Top of Supplied data

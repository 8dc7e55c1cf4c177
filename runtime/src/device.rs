//! Sealed KV device: the byte-keyed blob store everything above persists
//! into.
//!
//! `FileKvDevice` keeps one file per key. File names are the hex SHA-256
//! of the key, so arbitrary key bytes can never become path components;
//! the key itself is recorded inside the file. Each record carries a
//! digest of its value, verified on every read.
//!
//! Record layout:
//! - `magic(4) = "SKV1"`
//! - `key_len (u32 LE)` ‖ key bytes
//! - `value_len (u64 LE)`
//! - `sha256(value) (32)`
//! - value bytes
//!
//! Writes land in a temp file, are fsynced, then renamed over the target,
//! so a crash leaves either the old record or the new one.

use std::collections::HashMap;
use std::fs;
use std::io::{Read, Write};
use std::path::PathBuf;
use std::sync::atomic::{AtomicU64, Ordering};
use std::sync::Mutex;

use sha2::{Digest, Sha256};
use tracing::{debug, warn};

use crate::error::DeviceError;

const MAGIC: &[u8; 4] = b"SKV1";
const EXT: &str = "kv";

/// Byte-keyed, bytes-valued blob store.
///
/// Keys are opaque; `list` matches on raw byte prefixes. All writes are
/// atomic with respect to crash.
pub trait KvDevice: Send + Sync {
    fn read(&self, key: &str) -> Result<Vec<u8>, DeviceError>;
    fn write(&self, key: &str, value: &[u8]) -> Result<(), DeviceError>;
    fn delete(&self, key: &str) -> Result<(), DeviceError>;
    fn exists(&self, key: &str) -> Result<bool, DeviceError>;
    fn size(&self, key: &str) -> Result<u64, DeviceError>;
    /// Enumerate keys starting with `prefix`; order unspecified.
    fn list(&self, prefix: &str) -> Result<Vec<String>, DeviceError>;
    fn flush(&self) -> Result<(), DeviceError>;
}

/// Directory-backed device.
pub struct FileKvDevice {
    root: PathBuf,
    tmp_counter: AtomicU64,
}

impl FileKvDevice {
    pub fn open(root: impl Into<PathBuf>, create_if_missing: bool) -> Result<Self, DeviceError> {
        let root = root.into();
        if !root.exists() {
            if !create_if_missing {
                return Err(DeviceError::NotFound);
            }
            fs::create_dir_all(&root)?;
        }
        debug!(root = %root.display(), "opened kv device");
        Ok(Self {
            root,
            tmp_counter: AtomicU64::new(0),
        })
    }

    fn path_for(&self, key: &str) -> PathBuf {
        let mut hasher = Sha256::new();
        hasher.update(key.as_bytes());
        self.root
            .join(format!("{}.{EXT}", hex::encode(hasher.finalize())))
    }

    fn encode_record(key: &str, value: &[u8]) -> Vec<u8> {
        let mut hasher = Sha256::new();
        hasher.update(value);
        let digest = hasher.finalize();

        let mut out = Vec::with_capacity(4 + 4 + key.len() + 8 + 32 + value.len());
        out.extend_from_slice(MAGIC);
        out.extend_from_slice(&(key.len() as u32).to_le_bytes());
        out.extend_from_slice(key.as_bytes());
        out.extend_from_slice(&(value.len() as u64).to_le_bytes());
        out.extend_from_slice(&digest);
        out.extend_from_slice(value);
        out
    }

    /// Read and verify the header of a record file. Returns the key and
    /// the declared value length, leaving `reader` positioned at the
    /// value digest.
    fn read_header(reader: &mut impl Read) -> Result<(String, u64), DeviceError> {
        let mut magic = [0u8; 4];
        reader.read_exact(&mut magic)?;
        if &magic != MAGIC {
            return Err(DeviceError::CorruptRecord("bad magic".to_string()));
        }
        let mut len4 = [0u8; 4];
        reader.read_exact(&mut len4)?;
        let key_len = u32::from_le_bytes(len4) as usize;
        if key_len > 64 * 1024 {
            return Err(DeviceError::CorruptRecord("oversized key".to_string()));
        }
        let mut key_bytes = vec![0u8; key_len];
        reader.read_exact(&mut key_bytes)?;
        let key = String::from_utf8(key_bytes)
            .map_err(|_| DeviceError::CorruptRecord("key is not utf-8".to_string()))?;
        let mut len8 = [0u8; 8];
        reader.read_exact(&mut len8)?;
        Ok((key, u64::from_le_bytes(len8)))
    }

    fn decode_record(bytes: &[u8]) -> Result<(String, Vec<u8>), DeviceError> {
        let mut cursor = bytes;
        let (key, value_len) = Self::read_header(&mut cursor)?;
        let mut digest = [0u8; 32];
        cursor.read_exact(&mut digest)?;
        if cursor.len() as u64 != value_len {
            return Err(DeviceError::CorruptRecord(format!(
                "value length mismatch: declared {value_len}, found {}",
                cursor.len()
            )));
        }
        let mut hasher = Sha256::new();
        hasher.update(cursor);
        if digest != <[u8; 32]>::from(hasher.finalize()) {
            return Err(DeviceError::CorruptRecord("value digest mismatch".to_string()));
        }
        Ok((key, cursor.to_vec()))
    }
}

impl KvDevice for FileKvDevice {
    fn read(&self, key: &str) -> Result<Vec<u8>, DeviceError> {
        let path = self.path_for(key);
        let bytes = match fs::read(&path) {
            Ok(b) => b,
            Err(e) if e.kind() == std::io::ErrorKind::NotFound => {
                return Err(DeviceError::NotFound)
            }
            Err(e) => return Err(e.into()),
        };
        let (stored_key, value) = Self::decode_record(&bytes)?;
        if stored_key != key {
            // A digest collision would be required to get here.
            return Err(DeviceError::CorruptRecord("record key mismatch".to_string()));
        }
        Ok(value)
    }

    fn write(&self, key: &str, value: &[u8]) -> Result<(), DeviceError> {
        let path = self.path_for(key);
        let tmp = self.root.join(format!(
            ".tmp.{}.{}",
            std::process::id(),
            self.tmp_counter.fetch_add(1, Ordering::Relaxed)
        ));
        let record = Self::encode_record(key, value);
        {
            let mut file = fs::File::create(&tmp)?;
            file.write_all(&record)?;
            file.sync_all()?;
        }
        if let Err(e) = fs::rename(&tmp, &path) {
            let _ = fs::remove_file(&tmp);
            return Err(e.into());
        }
        Ok(())
    }

    fn delete(&self, key: &str) -> Result<(), DeviceError> {
        let path = self.path_for(key);
        match fs::remove_file(&path) {
            Ok(()) => Ok(()),
            Err(e) if e.kind() == std::io::ErrorKind::NotFound => Err(DeviceError::NotFound),
            Err(e) => Err(e.into()),
        }
    }

    fn exists(&self, key: &str) -> Result<bool, DeviceError> {
        Ok(self.path_for(key).exists())
    }

    fn size(&self, key: &str) -> Result<u64, DeviceError> {
        let path = self.path_for(key);
        let mut file = match fs::File::open(&path) {
            Ok(f) => f,
            Err(e) if e.kind() == std::io::ErrorKind::NotFound => {
                return Err(DeviceError::NotFound)
            }
            Err(e) => return Err(e.into()),
        };
        let (_, value_len) = Self::read_header(&mut file)?;
        Ok(value_len)
    }

    fn list(&self, prefix: &str) -> Result<Vec<String>, DeviceError> {
        let mut keys = Vec::new();
        for entry in fs::read_dir(&self.root)? {
            let entry = entry?;
            let path = entry.path();
            if path.extension().map(|e| e != EXT).unwrap_or(true) {
                continue;
            }
            let mut file = match fs::File::open(&path) {
                Ok(f) => f,
                Err(_) => continue,
            };
            match Self::read_header(&mut file) {
                Ok((key, _)) => {
                    if key.as_bytes().starts_with(prefix.as_bytes()) {
                        keys.push(key);
                    }
                }
                Err(e) => {
                    warn!(path = %path.display(), error = %e, "skipping unreadable record");
                }
            }
        }
        Ok(keys)
    }

    fn flush(&self) -> Result<(), DeviceError> {
        let dir = fs::File::open(&self.root)?;
        dir.sync_all()?;
        Ok(())
    }
}

/// In-memory device for tests and embedders without a backing directory.
#[derive(Default)]
pub struct MemKvDevice {
    entries: Mutex<HashMap<String, Vec<u8>>>,
}

impl MemKvDevice {
    pub fn new() -> Self {
        Self::default()
    }
}

impl KvDevice for MemKvDevice {
    fn read(&self, key: &str) -> Result<Vec<u8>, DeviceError> {
        self.entries
            .lock()
            .unwrap()
            .get(key)
            .cloned()
            .ok_or(DeviceError::NotFound)
    }

    fn write(&self, key: &str, value: &[u8]) -> Result<(), DeviceError> {
        self.entries
            .lock()
            .unwrap()
            .insert(key.to_string(), value.to_vec());
        Ok(())
    }

    fn delete(&self, key: &str) -> Result<(), DeviceError> {
        self.entries
            .lock()
            .unwrap()
            .remove(key)
            .map(|_| ())
            .ok_or(DeviceError::NotFound)
    }

    fn exists(&self, key: &str) -> Result<bool, DeviceError> {
        Ok(self.entries.lock().unwrap().contains_key(key))
    }

    fn size(&self, key: &str) -> Result<u64, DeviceError> {
        self.entries
            .lock()
            .unwrap()
            .get(key)
            .map(|v| v.len() as u64)
            .ok_or(DeviceError::NotFound)
    }

    fn list(&self, prefix: &str) -> Result<Vec<String>, DeviceError> {
        Ok(self
            .entries
            .lock()
            .unwrap()
            .keys()
            .filter(|k| k.as_bytes().starts_with(prefix.as_bytes()))
            .cloned()
            .collect())
    }

    fn flush(&self) -> Result<(), DeviceError> {
        Ok(())
    }
}

#[cfg(test)]
mod tests {
    use super::*;
    use std::path::Path;
    use tempfile::TempDir;

    fn open_device(dir: &Path) -> FileKvDevice {
        FileKvDevice::open(dir, true).unwrap()
    }

    #[test]
    fn write_read_roundtrip() {
        let dir = TempDir::new().unwrap();
        let device = open_device(dir.path());

        device.write("alpha", b"payload").unwrap();
        assert_eq!(device.read("alpha").unwrap(), b"payload");
        assert!(device.exists("alpha").unwrap());
        assert_eq!(device.size("alpha").unwrap(), 7);
    }

    #[test]
    fn missing_key_is_not_found() {
        let dir = TempDir::new().unwrap();
        let device = open_device(dir.path());
        assert!(matches!(device.read("nope"), Err(DeviceError::NotFound)));
        assert!(matches!(device.delete("nope"), Err(DeviceError::NotFound)));
        assert!(!device.exists("nope").unwrap());
    }

    #[test]
    fn overwrite_replaces_the_value() {
        let dir = TempDir::new().unwrap();
        let device = open_device(dir.path());
        device.write("k", b"one").unwrap();
        device.write("k", b"two").unwrap();
        assert_eq!(device.read("k").unwrap(), b"two");
    }

    #[test]
    fn corrupt_value_is_detected() {
        let dir = TempDir::new().unwrap();
        let device = open_device(dir.path());
        device.write("victim", b"original value bytes").unwrap();

        // Flip one byte in the stored value region.
        let path = device.path_for("victim");
        let mut bytes = fs::read(&path).unwrap();
        let last = bytes.len() - 1;
        bytes[last] ^= 0xff;
        fs::write(&path, bytes).unwrap();

        assert!(matches!(
            device.read("victim"),
            Err(DeviceError::CorruptRecord(_))
        ));
    }

    #[test]
    fn traversal_shaped_keys_stay_inside_the_root() {
        let dir = TempDir::new().unwrap();
        let device = open_device(dir.path());
        device.write("../../etc/passwd", b"nope").unwrap();
        assert_eq!(device.read("../../etc/passwd").unwrap(), b"nope");
        // Exactly one record file, inside the root.
        let files: Vec<_> = fs::read_dir(dir.path()).unwrap().collect();
        assert_eq!(files.len(), 1);
    }

    #[test]
    fn list_matches_byte_prefixes() {
        let dir = TempDir::new().unwrap();
        let device = open_device(dir.path());
        device.write("secret/u1/a", b"1").unwrap();
        device.write("secret/u1/b", b"2").unwrap();
        device.write("secret/u2/a", b"3").unwrap();
        device.write("metrics/f/u/1", b"4").unwrap();

        let mut keys = device.list("secret/u1/").unwrap();
        keys.sort();
        assert_eq!(keys, vec!["secret/u1/a", "secret/u1/b"]);
        assert_eq!(device.list("secret/").unwrap().len(), 3);
        assert_eq!(device.list("").unwrap().len(), 4);
    }

    #[test]
    fn reopen_preserves_records() {
        let dir = TempDir::new().unwrap();
        {
            let device = open_device(dir.path());
            device.write("durable", b"still here").unwrap();
            device.flush().unwrap();
        }
        let device = FileKvDevice::open(dir.path(), false).unwrap();
        assert_eq!(device.read("durable").unwrap(), b"still here");
    }

    #[test]
    fn open_without_create_fails_on_missing_root() {
        let dir = TempDir::new().unwrap();
        let missing = dir.path().join("absent");
        assert!(FileKvDevice::open(&missing, false).is_err());
        assert!(FileKvDevice::open(&missing, true).is_ok());
    }

    #[test]
    fn mem_device_behaves_like_a_device() {
        let device = MemKvDevice::new();
        device.write("k", b"v").unwrap();
        assert_eq!(device.read("k").unwrap(), b"v");
        assert_eq!(device.size("k").unwrap(), 1);
        device.delete("k").unwrap();
        assert!(matches!(device.read("k"), Err(DeviceError::NotFound)));
    }
}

Bottom of Supplied data

About this task
The response must repeat exactly the lines from the top of the material through the line containing "fn read(&self, key: &str) -> Result<Vec<u8>, DeviceError>;", both included, with no other output.

Exercise response
repository 8dc7e55c1cf4c177
filename runtime/src/device.rs
//! Sealed KV device: the byte-keyed blob store everything above persists
//! into.
//!
//! `FileKvDevice` keeps one file per key. File names are the hex SHA-256
//! of the key, so arbitrary key bytes can never become path components;
//! the key itself is recorded inside the file. Each record carries a
//! digest of its value, verified on every read.
//!
//! Record layout:
//! - `magic(4) = "SKV1"`
//! - `key_len (u32 LE)` ‖ key bytes
//! - `value_len (u64 LE)`
//! - `sha256(value) (32)`
//! - value bytes
//!
//! Writes land in a temp file, are fsynced, then renamed over the target,
//! so a crash leaves either the old record or the new one.

use std::collections::HashMap;
use std::fs;
use std::io::{Read, Write};
use std::path::PathBuf;
use std::sync::atomic::{AtomicU64, Ordering};
use std::sync::Mutex;

use sha2::{Digest, Sha256};
use tracing::{debug, warn};

use crate::error::DeviceError;

const MAGIC: &[u8; 4] = b"SKV1";
const EXT: &str = "kv";

/// Byte-keyed, bytes-valued blob store.
///
/// Keys are opaque; `list` matches on raw byte prefixes. All writes are
/// atomic with respect to crash.
pub trait KvDevice: Send + Sync {
    fn read(&self, key: &str) -> Result<Vec<u8>, DeviceError>;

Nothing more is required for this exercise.